Employment Bouncing Back
Between April 2020 and May 2020, total nonfarm employment in San Diego increased from a revised 1,290,800 to 1,309,000, a gain of 18,200 jobs. Overall, from February when the pandemic first began to May 2020, San Diego employment has declined by 205,500 jobs. In California, nonfarm employment decreased by 2.9 million in May from the month prior, and payroll employment increased by 2.5 million in the U.S. during the same time period.
Compared to a year ago, San Diego nonfarm employment declined by 195,800 jobs or 13.0 percent. In California, total nonfarm employment decreased by 2.3 million jobs, or 13.0 percent, from May 2019 to May 2020 compared to the U.S. annual loss of 17.7 million jobs, or 11.7 percent.
Sector Employment Slowly Returns
The leisure and hospitality industry accounted for the largest monthly gains, adding 7,900 jobs in May, primarily concentrated in food services and drinking places as restaurants began to reopen. While it is encouraging that the food services and drinking places sector has added jobs the last month, the industry has 40 percent fewer jobs compared to a year ago.
Educational and health services increased employment this month by 5,500 jobs, concentrated by 6,300 positions in health care and social assistance. Non-emergency health services added 5,800 of those positions, which accounts for roughly half of the jobs lost between March and April.

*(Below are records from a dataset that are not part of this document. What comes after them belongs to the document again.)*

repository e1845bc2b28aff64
fn main() {
    #[cfg(feature = "desktop")]
    tauri_build::build();
}
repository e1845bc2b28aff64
use tauri::State;

use crate::keychain;
use crate::state::AppState;

#[tauri::command]
pub fn credentials_set(state: State<'_, AppState>, token: String) -> Result<(), String> {
    keychain::token_set(&token).map_err(|e| e.to_string())?;
    state
        .set_token(Some(token.trim().to_string()))
        .map_err(|e| e.to_string())
}

#[tauri::command]
pub fn credentials_exists() -> Result<bool, String> {
    keychain::token_exists().map_err(|e| e.to_string())
}

#[tauri::command]
pub fn credentials_delete(state: State<'_, AppState>) -> Result<(), String> {
    keychain::token_delete().map_err(|e| e.to_string())?;
    state
        .set_token(keychain::resolve_token())
        .map_err(|e| e.to_string())
}
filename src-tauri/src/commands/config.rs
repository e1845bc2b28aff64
use std::path::Path;

use serde_json::Value;
use tracing::{info, warn};

use crate::db::DbPool;
use crate::error::Result;
use crate::types::config::DashboardConfig;

pub const API_URL_ENV: &str = "RCAVIEW_API_URL";

/// Stored config JSON as written, `{}` when nothing is stored yet.
pub fn config_raw_db(pool: &DbPool) -> Result<Value> {
    let conn = pool.get()?;
    let result: Option<String> = match conn.query_row(
        "SELECT value FROM config WHERE key = 'main'",
        [],
        |row| row.get(0),
    ) {
        Ok(json) => Some(json),
        Err(rusqlite::Error::QueryReturnedNoRows) => None,
        Err(e) => return Err(e.into()),
    };
    match result {
        Some(json) => Ok(serde_json::from_str(&json)?),
        None => Ok(Value::Object(Default::default())),
    }
}

pub fn config_get_db(pool: &DbPool) -> Result<DashboardConfig> {
    Ok(parse_config(config_raw_db(pool)?))
}

pub fn config_set_db(pool: &DbPool, config: &DashboardConfig) -> Result<()> {
    let json = serde_json::to_string(config)?;
    let conn = pool.get()?;
    conn.execute(
        "INSERT INTO config (key, value) VALUES ('main', ?1)
         ON CONFLICT(key) DO UPDATE SET value = ?1, updated_at = datetime('now')",
        [json],
    )?;
    Ok(())
}

/// Deep-merge `patch` into the stored config and persist the typed result.
pub fn config_update_db(pool: &DbPool, patch: &Value) -> Result<DashboardConfig> {
    let mut current = config_raw_db(pool)?;
    merge_json(&mut current, patch);
    let config = parse_config(current);
    config_set_db(pool, &config)?;
    Ok(config)
}

/// Import `~/.rcaview/dashboard.json` as a patch over the stored config.
pub fn config_import_file(pool: &DbPool, path: &Path) -> Result<DashboardConfig> {
    let text = std::fs::read_to_string(path)?;
    let patch: Value = serde_json::from_str(&text)?;
    let config = config_update_db(pool, &patch)?;
    info!(path = %path.display(), "imported dashboard config file");
    Ok(config)
}

/// Typed view of stored JSON. An invalid time range table is dropped in
/// favour of the default table; anything else unreadable yields defaults.
pub fn parse_config(mut value: Value) -> DashboardConfig {
    match serde_json::from_value::<DashboardConfig>(value.clone()) {
        Ok(config) => config,
        Err(e) => {
            let had_table = value
                .as_object_mut()
                .and_then(|map| map.remove("timeRanges"))
                .is_some();
            if had_table {
                if let Ok(config) = serde_json::from_value::<DashboardConfig>(value) {
                    warn!(error = %e, "invalid time range table in config, using default");
                    return config;
                }
            }
            warn!(error = %e, "unreadable dashboard config, using defaults");
            DashboardConfig::default()
        }
    }
}

/// `RCAVIEW_API_URL` overrides the stored backend URL.
pub fn apply_env_overrides(config: DashboardConfig) -> DashboardConfig {
    with_api_url(config, std::env::var(API_URL_ENV).ok())
}

fn with_api_url(mut config: DashboardConfig, url: Option<String>) -> DashboardConfig {
    if let Some(url) = url.filter(|u| !u.trim().is_empty()) {
        config.api_base_url = url.trim().to_string();
    }
    config
}

fn merge_json(base: &mut Value, patch: &Value) {
    if let (Value::Object(base_map), Value::Object(patch_map)) = (base, patch) {
        for (key, value) in patch_map {
            match base_map.get_mut(key) {
                Some(existing) if existing.is_object() && value.is_object() => {
                    merge_json(existing, value);
                }
                _ => {
                    base_map.insert(key.clone(), value.clone());
                }
            }
        }
    }
}

#[cfg(feature = "desktop")]
#[tauri::command]
pub fn config_get(pool: tauri::State<'_, DbPool>) -> std::result::Result<DashboardConfig, String> {
    config_get_db(&pool).map(apply_env_overrides).map_err(|e| e.to_string())
}

#[cfg(feature = "desktop")]
#[tauri::command]
pub fn config_update(
    pool: tauri::State<'_, DbPool>,
    state: tauri::State<'_, crate::state::AppState>,
    patch: Value,
) -> std::result::Result<DashboardConfig, String> {
    let config = config_update_db(&pool, &patch).map_err(|e| e.to_string())?;
    let config = apply_env_overrides(config);
    state.reconfigure(&config).map_err(|e| e.to_string())?;
    Ok(config)
}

Construction followed with an additional 3,500 positions, and business/professional services recovered 2,500 of the 11,000 jobs lost between March and April. The bulk of the job gains in professional services came from administrative services, which includes temp help and employment services. This is particularly encouraging, as these types of jobs tend to become permanent over time and is an indicator of job growth in the relatively near future.
The accommodation industry continues to struggle with a monthly decline of 1,900 jobs, or 14 percent, in May. Accommodation industry employment has declined by nearly 64 percent from May 2019 to May 2020. While San Diego employment in accommodation is larger than many other regions, the job losses are in line with both San Francisco and Los Angeles Counties.
While job losses were not as extreme this month, clothing stores employment is about half its level from a year ago.
The largest monthly employment decline was in government, with a loss of 4,700 jobs, concentrated in state government — particularly state government education, which includes public colleges —and consistent with national trends.
As San Diego’s economy continues to reopen, current labor market trends provide a glimpse of the long-term effects on the economy. While some industries have brought back jobs, others are slower to recover. And while the May data brings some good news, it will take some time to recover from unprecedented levels of unemployment.